Controlling, uncovering and being the performer’s body, at the 2019 Portuguese Platform for Performing Arts

The 2019 Portuguese Platform for Performing Arts offered an insight into the vivid field of dance and theatre. The organiser O Espaço do Tempo, holder of an international artist residence programme, has during its 18 years of work offered inspiration for choreographers such as Jefta van Dinther and Marlene Monteiro Freitas. This year the platform, familiarly called PT19, was an intense mixture of 17 original works: from Turning Backs placing the audience in the centre of the action to Tânia Carvalho’s intimate midnight concert, to Jonas & Lander’s spectacle with a swimming pool and drones, or to meticulously elaborated research-based performances on dance and society.

Three performances lead my thoughts to the performer, to the hard-working and tireless body constantly offering itself to the audience.

In Cristina Planas Leitão’s UM [unimal] the dancer Daniela Cruz enters the stage and, following the choreographer’s instructions made audible by a microphone, takes off her clothes.

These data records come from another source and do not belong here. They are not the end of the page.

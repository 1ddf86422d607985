use chrono::{Datelike, NaiveDate, NaiveTime};
use serde::{Deserialize, Serialize};

/// Default opening hours for one weekday (0 = Sunday .. 6 = Saturday).
#[derive(Debug, Clone, Serialize, Deserialize, PartialEq)]
#[serde(rename_all = "camelCase")]
pub struct WeeklyHours {
    pub weekday: u8,
    #[serde(with = "hhmm")]
    pub open_time: NaiveTime,
    #[serde(with = "hhmm")]
    pub close_time: NaiveTime,
    #[serde(default)]
    pub closed: bool,
}

/// Replacement of the weekly default for a single calendar date.
#[derive(Debug, Clone, Serialize, Deserialize, PartialEq)]
#[serde(rename_all = "camelCase")]
pub struct DateOverride {
    pub date: NaiveDate,
    #[serde(default, with = "hhmm::option")]
    pub open_time: Option<NaiveTime>,
    #[serde(default, with = "hhmm::option")]
    pub close_time: Option<NaiveTime>,
    #[serde(default)]
    pub closed: bool,
    #[serde(default)]
    pub note: Option<String>,
}

impl DateOverride {
    /// An override without both times is a closed day, whatever `closed` says.
    pub fn is_closed(&self) -> bool {
        self.closed || self.open_time.is_none() || self.close_time.is_none()
    }
}

/// `[open, close]` wall-clock range during which a date accepts bookings.
#[derive(Debug, Clone, Copy, PartialEq, Eq)]
pub struct OpeningWindow {
    pub open: NaiveTime,
    pub close: NaiveTime,
}

#[derive(Debug, Clone, Copy, PartialEq, Eq)]
pub enum DayWindow {
    Open(OpeningWindow),
    Closed,
}

impl DayWindow {
    pub fn opening(&self) -> Option<OpeningWindow> {
        match self {
            DayWindow::Open(window) => Some(*window),
            DayWindow::Closed => None,
        }
    }

    pub fn to_human_readable(&self) -> String {
        match self {
            DayWindow::Open(w) => format!("{}-{}", w.open.format("%H:%M"), w.close.format("%H:%M")),
            DayWindow::Closed => "closed".to_string(),
        }
    }
}

/// 0 = Sunday .. 6 = Saturday.
pub fn weekday_index(date: NaiveDate) -> u8 {
    date.weekday().num_days_from_sunday() as u8
}

/// Accepts `HH:MM` and `HH:MM:SS`.
pub fn parse_time(s: &str) -> anyhow::Result<NaiveTime> {
    let s = s.trim();
    NaiveTime::parse_from_str(s, "%H:%M")
        .or_else(|_| NaiveTime::parse_from_str(s, "%H:%M:%S"))
        .map_err(|_| anyhow::anyhow!("invalid time format: {s}"))
}

pub fn format_time(t: &NaiveTime) -> String {
    t.format("%H:%M").to_string()
}

mod hhmm {
    use chrono::NaiveTime;
    use serde::{Deserialize, Deserializer, Serializer};

    pub fn serialize<S: Serializer>(t: &NaiveTime, s: S) -> Result<S::Ok, S::Error> {
        s.serialize_str(&super::format_time(t))
    }

    pub fn deserialize<'de, D: Deserializer<'de>>(d: D) -> Result<NaiveTime, D::Error> {
        let raw = String::deserialize(d)?;
        super::parse_time(&raw).map_err(serde::de::Error::custom)
    }

    pub mod option {
        use chrono::NaiveTime;
        use serde::{Deserialize, Deserializer, Serializer};

        pub fn serialize<S: Serializer>(t: &Option<NaiveTime>, s: S) -> Result<S::Ok, S::Error> {
            match t {
                Some(t) => s.serialize_str(&crate::models::opening_hours::format_time(t)),
                None => s.serialize_none(),
            }
        }

        pub fn deserialize<'de, D: Deserializer<'de>>(d: D) -> Result<Option<NaiveTime>, D::Error> {
            match Option::<String>::deserialize(d)? {
                Some(raw) if !raw.trim().is_empty() => crate::models::opening_hours::parse_time(&raw)
                    .map(Some)
                    .map_err(serde::de::Error::custom),
                _ => Ok(None),
            }
        }
    }
}

#[cfg(test)]
mod tests {
    use super::*;

    fn t(s: &str) -> NaiveTime {
        parse_time(s).unwrap()
    }

    #[test]
    fn test_parse_time_formats() {
        assert_eq!(t("09:00"), NaiveTime::from_hms_opt(9, 0, 0).unwrap());
        assert_eq!(t("17:30:00"), NaiveTime::from_hms_opt(17, 30, 0).unwrap());
        assert!(parse_time("25:00").is_err());
        assert!(parse_time("nine").is_err());
    }

    #[test]
    fn test_weekday_index_sunday_is_zero() {
        // 2025-06-15 is a Sunday
        assert_eq!(weekday_index(NaiveDate::from_ymd_opt(2025, 6, 15).unwrap()), 0);
        assert_eq!(weekday_index(NaiveDate::from_ymd_opt(2025, 6, 21).unwrap()), 6);
    }

    #[test]
    fn test_override_without_times_is_closed() {
        let ov: DateOverride =
            serde_json::from_str(r#"{"date":"2025-12-25","openTime":null,"closeTime":null}"#)
                .unwrap();
        assert!(!ov.closed);
        assert!(ov.is_closed());
    }

    #[test]
    fn test_override_with_one_time_is_closed() {
        let ov: DateOverride =
            serde_json::from_str(r#"{"date":"2025-12-24","openTime":"09:00"}"#).unwrap();
        assert!(ov.is_closed());
    }

    #[test]
    fn test_weekly_hours_json_uses_hhmm() {
        let hours = WeeklyHours {
            weekday: 1,
            open_time: t("09:00"),
            close_time: t("17:00"),
            closed: false,
        };
        let json = serde_json::to_value(&hours).unwrap();
        assert_eq!(json["openTime"], "09:00");
        assert_eq!(json["closeTime"], "17:00");
    }

    #[test]
    fn test_day_window_human_readable() {
        let window = DayWindow::Open(OpeningWindow {
            open: t("10:00"),
            close: t("16:00"),
        });
        assert_eq!(window.to_human_readable(), "10:00-16:00");
        assert_eq!(DayWindow::Closed.to_human_readable(), "closed");
    }
}
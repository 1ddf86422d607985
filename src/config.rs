use std::env;
use std::str::FromStr;

use chrono::{FixedOffset, Offset, Utc};

#[derive(Clone, Debug)]
pub struct AppConfig {
    pub port: u16,
    pub database_url: String,
    pub slot_step_minutes: u32,
    pub search_days: u32,
    pub default_slot_limit: usize,
    pub month_horizon_days: u32,
    pub utc_offset_minutes: i32,
}

impl Default for AppConfig {
    fn default() -> Self {
        Self {
            port: 3000,
            database_url: "slotbook.db".to_string(),
            slot_step_minutes: 30,
            search_days: 7,
            default_slot_limit: 6,
            month_horizon_days: 90,
            utc_offset_minutes: 0,
        }
    }
}

impl AppConfig {
    pub fn from_env() -> Self {
        let defaults = Self::default();
        Self {
            port: parse_var("PORT").unwrap_or(defaults.port),
            database_url: env::var("DATABASE_URL").unwrap_or(defaults.database_url),
            slot_step_minutes: parse_var("SLOT_STEP_MINUTES")
                .filter(|step| *step > 0)
                .unwrap_or(defaults.slot_step_minutes),
            search_days: parse_var("SEARCH_DAYS")
                .filter(|days| *days > 0)
                .unwrap_or(defaults.search_days),
            default_slot_limit: parse_var("DEFAULT_SLOT_LIMIT")
                .unwrap_or(defaults.default_slot_limit),
            month_horizon_days: parse_var("MONTH_HORIZON_DAYS")
                .unwrap_or(defaults.month_horizon_days),
            utc_offset_minutes: parse_var("BUSINESS_UTC_OFFSET_MINUTES")
                .filter(|mins: &i32| mins.abs() < 24 * 60)
                .unwrap_or(defaults.utc_offset_minutes),
        }
    }

    /// Offset of local business time from UTC.
    pub fn business_offset(&self) -> FixedOffset {
        FixedOffset::east_opt(self.utc_offset_minutes * 60)
            .unwrap_or_else(|| Utc.fix())
    }
}

fn parse_var<T: FromStr>(key: &str) -> Option<T> {
    env::var(key).ok().and_then(|v| v.parse().ok())
}

#[cfg(test)]
mod tests {
    use super::*;

    #[test]
    fn test_business_offset_from_minutes() {
        let config = AppConfig {
            utc_offset_minutes: 120,
            ..AppConfig::default()
        };
        assert_eq!(config.business_offset().to_string(), "+02:00");
    }

    #[test]
    fn test_default_policy_values() {
        let config = AppConfig::default();
        assert_eq!(config.slot_step_minutes, 30);
        assert_eq!(config.search_days, 7);
        assert_eq!(config.default_slot_limit, 6);
    }

    #[test]
    fn test_zero_search_days_falls_back_to_default() {
        std::env::set_var("SEARCH_DAYS", "0");
        let config = AppConfig::from_env();
        std::env::remove_var("SEARCH_DAYS");
        assert_eq!(config.search_days, 7);
    }
}
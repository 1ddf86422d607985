use std::collections::BTreeMap;

use chrono::{NaiveDate, NaiveDateTime};
use serde::Serialize;

use crate::models::Booking;

#[derive(Debug, Clone, Serialize)]
pub struct BookingGroup {
    pub date: NaiveDate,
    pub items: Vec<Booking>,
}

/// Bookings for the admin list, split around `now` and grouped per calendar day.
#[derive(Debug, Clone, Serialize)]
pub struct Agenda {
    pub upcoming: Vec<BookingGroup>,
    pub past: Vec<BookingGroup>,
}

pub fn build_agenda(bookings: Vec<Booking>, now: NaiveDateTime) -> Agenda {
    let (upcoming, past): (Vec<_>, Vec<_>) =
        bookings.into_iter().partition(|b| b.starts_at >= now);

    Agenda {
        upcoming: group_by_date(upcoming),
        past: group_by_date(past),
    }
}

/// Groups in ascending date order; bookings keep their relative order within a day.
pub fn group_by_date(bookings: Vec<Booking>) -> Vec<BookingGroup> {
    let mut by_date: BTreeMap<NaiveDate, Vec<Booking>> = BTreeMap::new();
    for booking in bookings {
        by_date
            .entry(booking.starts_at.date())
            .or_default()
            .push(booking);
    }

    by_date
        .into_iter()
        .map(|(date, items)| BookingGroup { date, items })
        .collect()
}
use std::sync::Arc;

use axum::extract::State;
use axum::http::StatusCode;
use axum::Json;
use serde::Deserialize;

use crate::db::queries;
use crate::errors::AppError;
use crate::models::availability::parse_slot;
use crate::models::Booking;
use crate::services::scheduling::{self, BookingRequest};
use crate::state::AppState;

// POST /bookings
#[derive(Deserialize)]
#[serde(rename_all = "camelCase")]
pub struct CreateBookingRequest {
    pub service_id: String,
    pub starts_at: String,
    pub client_name: Option<String>,
    pub client_phone: Option<String>,
    pub notes: Option<String>,
}

pub async fn create_booking(
    State(state): State<Arc<AppState>>,
    Json(body): Json<CreateBookingRequest>,
) -> Result<(StatusCode, Json<Booking>), AppError> {
    let starts_at = parse_slot(&body.starts_at, state.config.business_offset())
        .ok()
        .filter(|starts_at| starts_at.date().succ_opt().is_some())
        .ok_or_else(|| AppError::BadRequest(format!("invalid startsAt: {}", body.starts_at)))?;
    let now = state.clock.now();

    let booking = {
        let mut db = state.db()?;
        let service = queries::get_active_service(&db, &body.service_id)?
            .ok_or_else(|| AppError::NotFound(format!("service {}", body.service_id)))?;

        scheduling::book_slot(
            &mut db,
            &service,
            BookingRequest {
                starts_at,
                client_name: body.client_name,
                client_phone: body.client_phone,
                notes: body.notes,
            },
            state.config.slot_step_minutes,
            now,
        )
        .inspect_err(|e| {
            if let AppError::Scheduling(reason) = e {
                tracing::warn!(service_id = %service.id, %starts_at, %reason, "booking rejected");
            }
        })?
    };

    tracing::info!(
        booking_id = %booking.id,
        service_id = %booking.service_id,
        starts_at = %booking.starts_at,
        "booking created"
    );

    Ok((StatusCode::CREATED, Json(booking)))
}
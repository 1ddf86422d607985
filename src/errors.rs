use axum::http::StatusCode;
use axum::response::{IntoResponse, Response};

use crate::services::scheduling::SchedulingError;

#[derive(Debug, thiserror::Error)]
pub enum AppError {
    #[error("database error: {0}")]
    Database(#[from] rusqlite::Error),

    #[error(transparent)]
    Internal(#[from] anyhow::Error),

    #[error("not found: {0}")]
    NotFound(String),

    #[error("bad request: {0}")]
    BadRequest(String),

    #[error("{0}")]
    Scheduling(#[from] SchedulingError),
}

impl IntoResponse for AppError {
    fn into_response(self) -> Response {
        let status = match &self {
            AppError::Database(_) => StatusCode::INTERNAL_SERVER_ERROR,
            AppError::Internal(_) => StatusCode::INTERNAL_SERVER_ERROR,
            AppError::NotFound(_) => StatusCode::NOT_FOUND,
            AppError::BadRequest(_) => StatusCode::BAD_REQUEST,
            AppError::Scheduling(_) => StatusCode::CONFLICT,
        };

        let message = if status.is_server_error() {
            tracing::error!(error = %self, "request failed");
            "internal".to_string()
        } else {
            self.to_string()
        };

        let body = serde_json::json!({ "error": message });
        (status, axum::Json(body)).into_response()
    }
}
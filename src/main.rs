use std::sync::{Arc, Mutex};

use tower_http::cors::CorsLayer;
use tower_http::trace::TraceLayer;
use tracing_subscriber::EnvFilter;

use slotbook::config::AppConfig;
use slotbook::db;
use slotbook::handlers;
use slotbook::services::clock::SystemClock;
use slotbook::state::AppState;

#[tokio::main]
async fn main() -> anyhow::Result<()> {
    let _ = dotenvy::dotenv();

    tracing_subscriber::fmt()
        .with_env_filter(EnvFilter::try_from_default_env().unwrap_or_else(|_| "info".into()))
        .init();

    let config = AppConfig::from_env();
    tracing::info!(
        step_minutes = config.slot_step_minutes,
        search_days = config.search_days,
        utc_offset_minutes = config.utc_offset_minutes,
        "loaded configuration"
    );

    let conn = db::init_db(&config.database_url)?;

    let state = Arc::new(AppState {
        db: Arc::new(Mutex::new(conn)),
        config: config.clone(),
        clock: Box::new(SystemClock::new(config.business_offset())),
    });

    let app = handlers::router(state)
        .layer(TraceLayer::new_for_http())
        .layer(CorsLayer::permissive());

    let addr = format!("0.0.0.0:{}", config.port);
    tracing::info!("starting server on {addr}");

    let listener = tokio::net::TcpListener::bind(&addr).await?;
    axum::serve(listener, app).await?;

    Ok(())
}
use chrono::{NaiveDate, NaiveDateTime};
use rusqlite::Connection;

use crate::db::queries;
use crate::models::{Booking, DateOverride, WeeklyHours};
use crate::services::availability::ScheduleSource;

/// [`ScheduleSource`] over the SQLite tables.
pub struct SqliteSchedule<'a> {
    conn: &'a Connection,
}

impl<'a> SqliteSchedule<'a> {
    pub fn new(conn: &'a Connection) -> Self {
        Self { conn }
    }
}

impl ScheduleSource for SqliteSchedule<'_> {
    fn weekly_defaults(&self) -> anyhow::Result<Vec<WeeklyHours>> {
        queries::list_weekly_hours(self.conn)
    }

    fn overrides_between(
        &self,
        from: NaiveDate,
        to: NaiveDate,
    ) -> anyhow::Result<Vec<DateOverride>> {
        queries::get_overrides_between(self.conn, from, to)
    }

    fn confirmed_bookings_between(
        &self,
        from: NaiveDateTime,
        to: NaiveDateTime,
    ) -> anyhow::Result<Vec<Booking>> {
        queries::get_confirmed_bookings_overlapping(self.conn, &from, &to)
    }
}

#[cfg(test)]
mod tests {
    use super::*;
    use crate::db;
    use crate::models::opening_hours::parse_time;
    use crate::models::{BookingSource, BookingStatus, DayWindow, Service};
    use crate::services::availability::{AvailabilityResolver, ScheduleSnapshot};

    fn dt(s: &str) -> NaiveDateTime {
        NaiveDateTime::parse_from_str(s, "%Y-%m-%d %H:%M").unwrap()
    }

    fn d(s: &str) -> NaiveDate {
        NaiveDate::parse_from_str(s, "%Y-%m-%d").unwrap()
    }

    #[test]
    fn test_snapshot_loaded_from_sqlite() {
        let conn = db::init_db(":memory:").unwrap();
        let service = Service {
            id: "svc-1".to_string(),
            category: "Hair".to_string(),
            name: "Blow-dry".to_string(),
            description: None,
            duration_min: 45,
            buffer_min: 15,
            price: 30.0,
            promo_price: None,
            active: true,
            sort_order: Some(1),
        };
        queries::upsert_service(&conn, &service).unwrap();
        for weekday in 0..7 {
            queries::upsert_weekly_hours(
                &conn,
                &WeeklyHours {
                    weekday,
                    open_time: parse_time("09:00").unwrap(),
                    close_time: parse_time("12:00").unwrap(),
                    closed: false,
                },
            )
            .unwrap();
        }
        queries::upsert_override(
            &conn,
            &DateOverride {
                date: d("2025-06-16"),
                open_time: None,
                close_time: None,
                closed: true,
                note: Some("Training day".to_string()),
            },
        )
        .unwrap();
        queries::create_booking(
            &conn,
            &Booking {
                id: "bk-1".to_string(),
                service_id: "svc-1".to_string(),
                client_name: None,
                client_phone: None,
                starts_at: dt("2025-06-17 09:00"),
                ends_at: dt("2025-06-17 10:00"),
                status: BookingStatus::Confirmed,
                notes: None,
                source: BookingSource::Admin,
                created_at: dt("2025-06-01 12:00"),
                updated_at: dt("2025-06-01 12:00"),
            },
        )
        .unwrap();

        let source = SqliteSchedule::new(&conn);
        let snapshot = ScheduleSnapshot::load(&source, d("2025-06-16"), d("2025-06-22")).unwrap();
        assert_eq!(snapshot.window_for(d("2025-06-16")), DayWindow::Closed);
        assert_eq!(snapshot.bookings.len(), 1);

        let resolver = AvailabilityResolver::new(&snapshot, 30, dt("2025-06-01 00:00"));
        let found = resolver
            .find_next_available(&service, d("2025-06-16"), 7, Some(6))
            .unwrap();
        assert_eq!(found.date, d("2025-06-17"));
        // 60-minute span after the 09:00-10:00 booking: 10:00, 10:30, 11:00
        assert_eq!(
            found.slots,
            vec![dt("2025-06-17 10:00"), dt("2025-06-17 10:30"), dt("2025-06-17 11:00")]
        );
    }
}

She then puts on a uniform for the performance: a dark fashionable jumpsuit and black combat boots. From now on the choreographer connects with her through headphones; only they know what is said. The dancer starts an endless marching, following a beat that fills the space. By accentuating the tiny but visible transformations of the body, the marching movement slowly transforms from the hips into a sexy Beyoncé-style walking, or grows into a spatial shift that captures the small intentions of the head. The body’s multiple tiny gestures become material for individuality, they are possibilities for change, while the almost obsessive marching machine mutilates all human details, creating a violent and desperate ambience. In our current time, considered with questions of abuse or limits in relation to performers, a dancer waiting for instructions from a faceless choreographer – placed in the darkness of the theatre balcony – inevitably suggests questions of power, hierarchy, authority and artistry. If the dystopic structure was supposed to be questioned by irony or by the resistance of the living body, unfortunately it didn’t reach me.

Dancing machine: Daniela Cruz in Cristina Planas Leitão’s UM [unimal]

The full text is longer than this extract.